WHO EVEN DEAD YET HATH HIS MIND ENTIRE («Che, anche se morto, ha la mente intatta»). Pound, transcreando per il suo Canto 47 un verso del Canto 10 dell’Odissea. Haroldo non si è consegnato. Fino all’ultimo momento in cui ho potuto parlare con lui, in ospedale, voleva sapere che cosa c’era di nuovo, parlava di progetti, instancabile. Poi, ormai sotto sedativi, muto, fra i cavi kafkiani che lo legavano alla vita, nell’estremo tentativo di sconfiggere il male, vedevo ancora sul suo viso un’espressione di sfida, come se fosse seccato per la perdita di tempo che gli infliggevano.

«Irmãos siamesmos» era il termine con cui, ai bei tempi, si riferiva a noi due, annullando le differenze naturali, esaltando nella sua parola-valigia la traduzione che avevo fatto dei versi dell’Epitaffio di Corbière: «Nessuno è stato mai tanto uguale, tanto gemello, gemello siamese di se stesso». E aveva ragione. Anche se negli ultimi tempi i nostri cammini poetici divergevano – lui con il suo raffinato neobarocco, affermando e ribadendo che da almeno trent’anni non faceva poesia concreta, irritandosi quando lo chiamavano concretista, io trasferendo ostinatamente a computer le proposte “verbivocovisuali” degli anni cinquanta – avevamo un solido denominatore comune, che ci ha tenuto nel tempo sempre uniti e solidali. Eravamo forse l’uno il rovescio dell’altro. Ma un rovescio reversibile. Concavo convesso. Discordia concors. Lui estroverso, io intro. Lui più logopaico, ancorché eccellente nel melo e nel fanopaico. Io melo e fano, poco logo.

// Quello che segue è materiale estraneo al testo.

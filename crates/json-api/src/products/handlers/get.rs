//! Get Product Handler

use std::collections::BTreeMap;

use salvo::{
    oapi::{ToSchema, extract::PathParam},
    prelude::*,
};
use serde::{Deserialize, Serialize};
use uuid::Uuid;

use flames_app::domain::products::{data::ProductKey, records::ProductRecord};

use crate::{
    extensions::*,
    products::{errors::into_status_error, requests::ProductImageBody},
};

#[derive(Debug, Serialize, Deserialize, ToSchema)]
pub(crate) struct ProductResponse {
    /// The unique identifier of the product
    pub uuid: Uuid,

    pub title: String,
    pub slug: String,
    pub description: Option<String>,

    /// List price in paise
    pub price: u64,

    /// Sale price in paise, charged instead of the list price when present
    pub sale_price: Option<u64>,

    pub currency: String,

    /// Category slug
    pub category: String,

    pub brand: Option<String>,
    pub rating: f64,
    pub rating_count: u32,
    pub stock: u32,
    pub images: Vec<ProductImageBody>,
    pub specs: BTreeMap<String, String>,
    pub featured: bool,
    pub tags: Vec<String>,

    /// The date and time the product was created
    pub created_at: String,

    /// The date and time the product was last updated
    pub updated_at: String,
}

impl From<ProductRecord> for ProductResponse {
    fn from(product: ProductRecord) -> Self {
        ProductResponse {
            uuid: product.uuid.into(),
            title: product.title,
            slug: product.slug,
            description: product.description,
            price: product.price,
            sale_price: product.sale_price,
            currency: product.currency,
            category: product.category,
            brand: product.brand,
            rating: product.rating,
            rating_count: product.rating_count,
            stock: product.stock,
            images: product.images.into_iter().map(Into::into).collect(),
            specs: product.specs,
            featured: product.featured,
            tags: product.tags,
            created_at: product.created_at.to_string(),
            updated_at: product.updated_at.to_string(),
        }
    }
}

/// Get Product Handler
///
/// Returns a product by UUID or slug.
#[endpoint(
    tags("products"),
    summary = "Get Product",
    responses(
        (status_code = StatusCode::OK, description = "Product found"),
        (status_code = StatusCode::NOT_FOUND, description = "Product not found"),
    ),
)]
pub(crate) async fn handler(
    product: PathParam<String>,
    depot: &mut Depot,
) -> Result<Json<ProductResponse>, StatusError> {
    let app = depot.app()?;

    let key = product
        .into_inner()
        .parse::<ProductKey>()
        .or_400("invalid product key")?;

    let product = app
        .products
        .get_product(key)
        .await
        .map_err(into_status_error)?;

    Ok(Json(product.into()))
}

#[cfg(test)]
mod tests {
    use salvo::test::{ResponseExt, TestClient};
    use testresult::TestResult;

    use flames_app::domain::products::{ProductsServiceError, records::ProductUuid};

    use crate::test_helpers::{TestServices, make_product};

    use super::*;

    fn make_service(services: TestServices) -> Service {
        services.service(Router::with_path("products/{product}").get(handler))
    }

    #[tokio::test]
    async fn test_get_by_uuid_returns_200() -> TestResult {
        let uuid = ProductUuid::new();
        let product = make_product(uuid, "phone");

        let mut services = TestServices::default();

        services
            .products
            .expect_get_product()
            .once()
            .withf(move |key| *key == ProductKey::Uuid(uuid))
            .return_once(move |_| Ok(product));

        let mut res = TestClient::get(format!("http://example.com/products/{uuid}"))
            .send(&make_service(services))
            .await;

        let body: ProductResponse = res.take_json().await?;

        assert_eq!(res.status_code, Some(StatusCode::OK));
        assert_eq!(body.uuid, uuid.into_uuid());
        assert_eq!(body.slug, "phone");
        assert_eq!(body.currency, "INR");

        Ok(())
    }

    #[tokio::test]
    async fn test_get_by_slug_returns_200() -> TestResult {
        let uuid = ProductUuid::new();
        let product = make_product(uuid, "premium-gadget-1");

        let mut services = TestServices::default();

        services
            .products
            .expect_get_product()
            .once()
            .withf(|key| *key == ProductKey::Slug("premium-gadget-1".to_string()))
            .return_once(move |_| Ok(product));

        let body: ProductResponse = TestClient::get("http://example.com/products/premium-gadget-1")
            .send(&make_service(services))
            .await
            .take_json()
            .await?;

        assert_eq!(body.uuid, uuid.into_uuid());

        Ok(())
    }

    #[tokio::test]
    async fn test_get_missing_returns_404() {
        let mut services = TestServices::default();

        services
            .products
            .expect_get_product()
            .once()
            .return_once(|_| Err(ProductsServiceError::NotFound));

        let res = TestClient::get("http://example.com/products/missing")
            .send(&make_service(services))
            .await;

        assert_eq!(res.status_code, Some(StatusCode::NOT_FOUND));
    }
}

Fin da bambino, Haroldo, molto precoce, scriveva racconti, mentre io mi esercitavo in disegni-opere che vendevamo alle nostre vittime, i parenti stretti, con il divertente e affettuoso timbro che lo zelo paterno aveva fatto riprodurre per autenticare i nostri lavori: «Ditta Fratelli Campos». Conservo una prova di quel timbro su un vecchio libro, un’antologia di poesie portoghesi, di cui nostro padre amava recitare, fra gli altri, il poema Pomeriggio di Cesário Verde: «In quel picnic di borghesi / accadde una cosa semplicemente bella… ». Stimava molto Cesário e consoceva a memoria il poema Contrarietà che declamava per noi giocando con i versi «Quem sabe se depois, eu rico e noutros climas / Conseguirei reler essas antigas rimas / Impressas em volume?» (Chissà se in futuro, io ricco e in altri climi, / riuscirò a rileggere queste rime / stampate in volume?), enfatizzando «eu rico» in un gioco di parole con il suo nome Eurico, per scherzare sulle difficoltà economiche della famiglia. L’indirizzo sul timbro è quello della casa in affitto in cui abitavamo.

TIMBRO

Anni dopo, nel 1949, io avevo 18 anni, Haroldo uno di più, Oswald de Andrade avrebbe consacrato la nostra unione regalandoci, dopo un’animata conversazione a casa sua, uno dei pochi esemplari che gli erano rimasti di Serafino Ponte Grande con la dedica: «Ai fratelli Campos – ditta di poesia». E tali restammo, non solo nei lavori in comune, Revisão de Sousândrade, Panaroma do Finnegans Wake, Ezra Pound, Mallarmé, Maikavóski, Poesia Russa Moderna, Os Sertões dos Campos, ma come se fossimo l’uno l’estensione animica dell’altro: Haroldo ridanciano, esuberante, espansivo, io parco, malinconico, sulla riva del silenzio, tutti e due sfruttando la parola in tutti i limiti, dentro e fuori. L’uno completava l’altro. Con Décio Pignatari, poeta inventore, fanomelogopaico, imprevedibile e audace, avremmo costituito il trio-base della poesia concreta e di altre avventure letterarie. «Tutto sará più barbaro e diverso / Ma giochiamo alle rose, fratelli / questa è la Rosa degli Amici (dica: Rosa)» (Décio Pignatari, Rosa D’amigos – dedicato a Haroldo, Augusto e a me – agosto 1949).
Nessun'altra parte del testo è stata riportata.